● What you should do
Filter the data below for the string "debug" and copy each matching line.

● Records for processing
--- START ---
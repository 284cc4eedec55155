//! Append-only audit trail of record mutations, stored under `activityLog`

use anyhow::Result;
use chrono::Utc;
use log::debug;

use crate::models::{ActivityLogEntry, ACTIVITY_KEY};
use crate::store::RecordStore;

/// Entity type recorded for tax return mutations
pub const ENTITY_TAX_RETURN: &str = "Tax Return";

pub struct ActivityLog<'a> {
    store: &'a RecordStore,
}

impl<'a> ActivityLog<'a> {
    pub fn new(store: &'a RecordStore) -> Self {
        Self { store }
    }

    /// Appends an entry stamped with the current time
    ///
    /// The log is unbounded; nothing is ever rotated out.
    pub fn append(&self, action: &str, entity_type: &str, description: &str) -> Result<ActivityLogEntry> {
        let entry = ActivityLogEntry {
            action: action.to_string(),
            entity_type: entity_type.to_string(),
            description: description.to_string(),
            timestamp: Utc::now(),
        };

        let mut entries = self.entries()?;
        entries.push(entry.clone());
        self.store.save(ACTIVITY_KEY, &entries)?;
        debug!("Activity: {} - {}", action, description);

        Ok(entry)
    }

    /// All entries, oldest first
    pub fn entries(&self) -> Result<Vec<ActivityLogEntry>> {
        self.store.load(ACTIVITY_KEY, Vec::new)
    }

    /// The `limit` most recent entries, newest first
    pub fn recent(&self, limit: usize) -> Result<Vec<ActivityLogEntry>> {
        Ok(self.entries()?.into_iter().rev().take(limit).collect())
    }
}
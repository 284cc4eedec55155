//! JSON file storage backend
//!
//! This backend keeps the whole key-value area in a single JSON file, using
//! the Storage implementation for file locking.

use anyhow::Result;
use std::path::{Path, PathBuf};

use super::traits::{BackendType, KeyValueBackend};
use crate::storage::Storage;

/// JSON file backend implementation
pub struct JsonBackend {
    storage: Storage,
    path: PathBuf,
}

impl JsonBackend {
    /// Creates a new JSON backend for the given file path
    pub fn new<P: AsRef<Path>>(path: P) -> Self {
        let path = path.as_ref().to_path_buf();
        Self {
            storage: Storage::new(&path),
            path,
        }
    }

    /// Gets a reference to the underlying Storage
    pub fn storage(&self) -> &Storage {
        &self.storage
    }
}

impl KeyValueBackend for JsonBackend {
    fn backend_type(&self) -> BackendType {
        BackendType::Json
    }

    fn path(&self) -> &Path {
        &self.path
    }

    fn get(&self, key: &str) -> Result<Option<String>> {
        Ok(self.storage.load()?.remove(key))
    }

    fn set(&self, key: &str, value: &str) -> Result<()> {
        self.storage.update_atomically(|doc| {
            doc.insert(key.to_string(), value.to_string());
        })?;
        Ok(())
    }

    fn remove(&self, key: &str) -> Result<()> {
        self.storage.update_atomically(|doc| {
            doc.remove(key);
        })?;
        Ok(())
    }

    fn keys(&self) -> Result<Vec<String>> {
        // BTreeMap keys are already sorted
        Ok(self.storage.load()?.into_keys().collect())
    }

    /// Check-and-write under a single exclusive lock
    fn seed(&self, key: &str, value: &str) -> Result<bool> {
        let mut wrote = false;
        self.storage.update_atomically(|doc| {
            if !doc.contains_key(key) {
                doc.insert(key.to_string(), value.to_string());
                wrote = true;
            }
        })?;
        Ok(wrote)
    }
}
--- END ---
● Completed task
use log::debug;
        debug!("Activity: {} - {}", action, description);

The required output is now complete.